The night comes so quiet
and it's close on the heels of the day
This is my summer night, completely wacko, it's-too-damn-hot, "What is this, Phoenix in Seattle?", what's-on-my-mind diary. I always think I love the heat until it hits about 90 degrees Fahrenheit in the Puget Sound and the humidity increases and increases, as it sucks the lovely moisture from the fresh water of the lakes around here and pulls droplets of absolutely saturated salt water into the atmosphere and we add heat and we get something that doesn't even closely resemble the Pacific Northwest.
(Apologies to Dead Heads everywhere)
Damn, it was 108 degrees in Hillsboro, Oregon of all places yesterday. This is my fried circuits, heat-infected, sun stroked brain melting it's way to the topic of my diary tonight. As soon as the temperature drops, I'll be better, I promise.

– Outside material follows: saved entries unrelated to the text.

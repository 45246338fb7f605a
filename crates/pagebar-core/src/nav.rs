//! Navigation guards and page-change intents.

use serde::{Deserialize, Serialize};

use crate::state::clamp_page;

/// Whether the previous/next controls are disabled.
#[derive(Debug, Clone, Copy, PartialEq, Eq, Hash, Serialize, Deserialize)]
pub struct NavigationGuard {
    /// "Previous" is disabled on the first page or when there are no pages.
    pub previous_disabled: bool,
    /// "Next" is disabled on the last page or when there are no pages.
    pub next_disabled: bool,
}

impl NavigationGuard {
    /// Derive the guards from the same inputs the planner uses.
    pub fn new(current_page: usize, total_pages: usize) -> Self {
        if total_pages == 0 {
            return Self {
                previous_disabled: true,
                next_disabled: true,
            };
        }

        let current = clamp_page(current_page, total_pages);
        Self {
            previous_disabled: current == 1,
            next_disabled: current == total_pages,
        }
    }
}

/// A request from the user to show a different page.
#[derive(Debug, Clone, Copy, PartialEq, Eq, Hash, Serialize, Deserialize)]
#[serde(rename_all = "snake_case")]
pub enum PageIntent {
    /// The "previous" control.
    Previous,
    /// The "next" control.
    Next,
    /// Jump to page 1.
    First,
    /// Jump to the last page.
    Last,
    /// A numbered page button.
    Page(usize),
}

impl PageIntent {
    /// Resolve this intent to a target page.
    ///
    /// Returns `None` when the control is disabled or the target does not
    /// exist. Clicking the current page resolves to the current page.
    pub fn resolve(self, current_page: usize, total_pages: usize) -> Option<usize> {
        if total_pages == 0 {
            return None;
        }

        let guard = NavigationGuard::new(current_page, total_pages);
        let current = clamp_page(current_page, total_pages);

        match self {
            PageIntent::Previous if guard.previous_disabled => None,
            PageIntent::Previous => Some(current - 1),
            PageIntent::Next if guard.next_disabled => None,
            PageIntent::Next => Some(current + 1),
            PageIntent::First => Some(1),
            PageIntent::Last => Some(total_pages),
            PageIntent::Page(page) if (1..=total_pages).contains(&page) => Some(page),
            PageIntent::Page(_) => None,
        }
    }
}

/// Receiver for page-change requests, implemented by hosts.
pub trait PageChangeHandler {
    /// Called with the page the user asked for.
    fn on_page_change(&mut self, page: usize);
}

impl<F: FnMut(usize)> PageChangeHandler for F {
    fn on_page_change(&mut self, page: usize) {
        self(page)
    }
}

/// Resolve `intent` and forward the target page to `handler`.
///
/// Returns the page passed to the handler, or `None` if the intent was
/// rejected by the navigation guards.
pub fn dispatch<H: PageChangeHandler + ?Sized>(
    intent: PageIntent,
    current_page: usize,
    total_pages: usize,
    handler: &mut H,
) -> Option<usize> {
    let target = intent.resolve(current_page, total_pages);
    match target {
        Some(page) => handler.on_page_change(page),
        None => tracing::trace!(?intent, current_page, total_pages, "page intent ignored"),
    }
    target
}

Right outside the lazy gate of winter's summer home
wondering where the nuthatch winters
Wings a mile long just carried the bird away
Hillsboro, Oregon is a suburb outside of Portland, just west of Beaverton, Oregon where I attended high school in the 1970's. And guess what? My thirty year high school reunion is next Saturday. Do I go or do I stay now? I have yet to return to one of these events, though I knew a lot of people then and in that place and I liked them well enough. My graduating class was large - somewhere around 550 - and surprisingly, it appears that a great deal of them will attend this event next Saturday.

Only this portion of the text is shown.